Pese a todo, en la escuela primaria empezó a detectar que era distinto a los demás. “Hacia los 8 o 9 años empecé a sentir la diferencia y la soledad, aunque no dispusiera de palabras para expresarlas. Fue a partir de ese momento cuando quise romper el muro que me separaba de los demás. Me empeñé en aprender los códigos sociales, como si fuera un científico que estudiara una especie animal exótica o como si aprendiera una lengua extranjera. Por supuesto, hice muchas faltas y cometí muchos errores, pero incluso así me lancé”, recuerda.

“Cuando hablaba de cifras y de palabras, sentía emociones precisas y visualizaba colores”

Fue durante esa época cuando entendió que disponía de un talento particular. Al hacer sus deberes, lograba adivinar la solución a los problemas matemáticos, pero sin ser capaz de explicar por qué. Las cifras se convirtieron en “un idioma privado”, o incluso en su “primer idioma”. “Cuando hablaba de cifras y de palabras, sentía emociones precisas y visualizaba colores. Mis compañeros de clase no entendían nada. La sinestesia no existía en mi vocabulario, pero tampoco en el de mis padres o profesores. Entonces nadie hablaba de vocales rojas ni de palabras naranjas. Nadie decía que el número 4 era tímido como yo, ni que el 11 disponía de una increíble belleza”, rememora.

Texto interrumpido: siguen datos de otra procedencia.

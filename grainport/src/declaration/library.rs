//! Actor libraries: the discovery input of the endpoint pipeline.
//!
//! A library is a named table of exported types. Only concrete actor exports
//! are turned into declarations; abstract actors and plain types are visible
//! to the compiler as part of the library but never get an endpoint.

use std::any::TypeId;
use std::fmt;
use std::path::PathBuf;
use std::rc::Rc;

use serde_json::Value;

use crate::actor::{Actor, ActorContext, KeepAlive, Receiver};
use crate::declaration::type_code::identifier;
use crate::declaration::ActorTypeCode;
use crate::error::ActorError;

/// Builds the receiver of one activation.
pub(crate) type ReceiverFactory = fn(&str, &ActorContext) -> Result<Receiver, ActorError>;

fn create_receiver<A: Actor>(id: &str, ctx: &ActorContext) -> Result<Receiver, ActorError> {
    Ok(Rc::new(A::activate(id, ctx)?))
}

/// Everything the registry needs to know about an actor implementation.
///
/// Captured once per exported actor type; holds plain function pointers so
/// it can be shared across threads inside the registry.
#[derive(Clone)]
pub struct ActorImplementation {
    type_id: TypeId,
    type_name: &'static str,
    code: ActorTypeCode,
    keep_alive: KeepAlive,
    reentrant: fn(&Value) -> bool,
    factory: ReceiverFactory,
}

impl ActorImplementation {
    /// Describe actor implementation `A`.
    pub fn of<A: Actor>() -> Self {
        Self {
            type_id: TypeId::of::<A>(),
            type_name: std::any::type_name::<A>(),
            code: A::type_code(),
            keep_alive: A::keep_alive(),
            reentrant: A::is_reentrant,
            factory: create_receiver::<A>,
        }
    }

    /// `TypeId` of the implementation.
    pub fn type_id(&self) -> TypeId {
        self.type_id
    }

    /// Rust type name of the implementation.
    pub fn type_name(&self) -> &'static str {
        self.type_name
    }

    /// Registration code.
    pub fn code(&self) -> &ActorTypeCode {
        &self.code
    }

    /// Keep-alive policy.
    pub fn keep_alive(&self) -> KeepAlive {
        self.keep_alive
    }

    pub(crate) fn is_reentrant(&self, message: &Value) -> bool {
        (self.reentrant)(message)
    }

    pub(crate) fn create(&self, id: &str, ctx: &ActorContext) -> Result<Receiver, ActorError> {
        (self.factory)(id, ctx)
    }
}

impl fmt::Debug for ActorImplementation {
    fn fmt(&self, f: &mut fmt::Formatter<'_>) -> fmt::Result {
        f.debug_struct("ActorImplementation")
            .field("type_name", &self.type_name)
            .field("code", &self.code)
            .field("keep_alive", &self.keep_alive)
            .finish()
    }
}

/// Where a library was loaded from.
#[derive(Debug, Clone, PartialEq, Eq)]
pub enum LibraryLocation {
    /// Linked into the current binary.
    Linked,
    /// Loaded from a file.
    Path(PathBuf),
    /// Built in memory at run time; has no location and cannot be referenced
    /// by the endpoint compiler.
    InMemory,
}

/// One exported type of a library.
#[derive(Debug, Clone)]
pub enum ExportedType {
    /// A type carrying the actor capability.
    Actor {
        /// Implementation details.
        implementation: ActorImplementation,
        /// Abstract actors are never instantiated.
        is_abstract: bool,
    },
    /// Any other type.
    Plain {
        /// Declared type name.
        name: String,
    },
}

/// A named set of exported types.
///
/// # Example
///
/// ```rust,ignore
/// let library = ActorLibrary::new("bank")
///     .actor::<Account>()
///     .abstract_actor::<AuditedActor>()
///     .plain_type("bank::Money");
/// ```
#[derive(Debug, Clone)]
pub struct ActorLibrary {
    name: String,
    location: LibraryLocation,
    exports: Vec<ExportedType>,
}

impl ActorLibrary {
    /// A library linked into the current binary.
    pub fn new(name: impl Into<String>) -> Self {
        Self {
            name: name.into(),
            location: LibraryLocation::Linked,
            exports: Vec::new(),
        }
    }

    /// A location-less library built at run time.
    pub fn dynamic(name: impl Into<String>) -> Self {
        Self::new(name).with_location(LibraryLocation::InMemory)
    }

    /// Override the location.
    pub fn with_location(mut self, location: LibraryLocation) -> Self {
        self.location = location;
        self
    }

    /// Export a concrete actor.
    pub fn actor<A: Actor>(mut self) -> Self {
        self.exports.push(ExportedType::Actor {
            implementation: ActorImplementation::of::<A>(),
            is_abstract: false,
        });
        self
    }

    /// Export an abstract actor (skipped by discovery).
    pub fn abstract_actor<A: Actor>(mut self) -> Self {
        self.exports.push(ExportedType::Actor {
            implementation: ActorImplementation::of::<A>(),
            is_abstract: true,
        });
        self
    }

    /// Export a type without the actor capability (skipped by discovery).
    pub fn plain_type(mut self, name: impl Into<String>) -> Self {
        self.exports.push(ExportedType::Plain { name: name.into() });
        self
    }

    /// Library name.
    pub fn name(&self) -> &str {
        &self.name
    }

    /// Name under which the endpoint program imports this library.
    ///
    /// The library name as an identifier: `bank-actors` imports as
    /// `bank_actors`, `2fa` as `_2fa`.
    pub fn import_path(&self) -> String {
        identifier(&self.name)
    }

    /// Library location.
    pub fn location(&self) -> &LibraryLocation {
        &self.location
    }

    /// Whether the compiler may reference this library.
    pub fn is_loadable(&self) -> bool {
        self.location != LibraryLocation::InMemory
    }

    /// All exports.
    pub fn exports(&self) -> &[ExportedType] {
        &self.exports
    }

    /// Concrete actor implementations, in export order.
    pub fn scan(&self) -> impl Iterator<Item = &ActorImplementation> {
        self.exports.iter().filter_map(|export| match export {
            ExportedType::Actor {
                implementation,
                is_abstract: false,
            } => Some(implementation),
            _ => None,
        })
    }
}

Ante la incomprensión de su entorno, decidió callarse. De nuevo, fue el arte el que le liberó. “Mucho más tarde supe que Nabokov y Kandinsky también fueron sinestésicos. Y que, por tanto, no estaba completamente solo”, afirma. También lo fue Rimbaud, autor de un poema, Vocales, que empieza así: “A negro, E blanco, I rojo, U verde y O azul: / vocales algún día diré vuestro nacer latente, / negro corsé velludo de moscas deslumbrantes”. “Sí, pero no estoy de acuerdo en nada de lo que dijo”, bromea Tammet. “Aunque, en el fondo, supongo que nadie está en lo cierto. La sinestesia es sinónimo de la subjetividad más pura”.

A los 19 años, Tammet se marchó a Lituania, como parte de un programa de intercambio para alumnos desfavorecidos. “Allí hice una amiga que me consideraba un poco raro, pero creyó que era solo porque era inglés. Ese sentimiento me gustó. Me hizo entender que la excentricidad dependía del contexto. En Londres me consideraban autista, pero en Lituania era un gentleman británico”, sonríe. Ante su estatus de estrella de las matemáticas y autor traducido en 30 lenguas, su familia se siente orgullosa, pero también “algo descolocada”.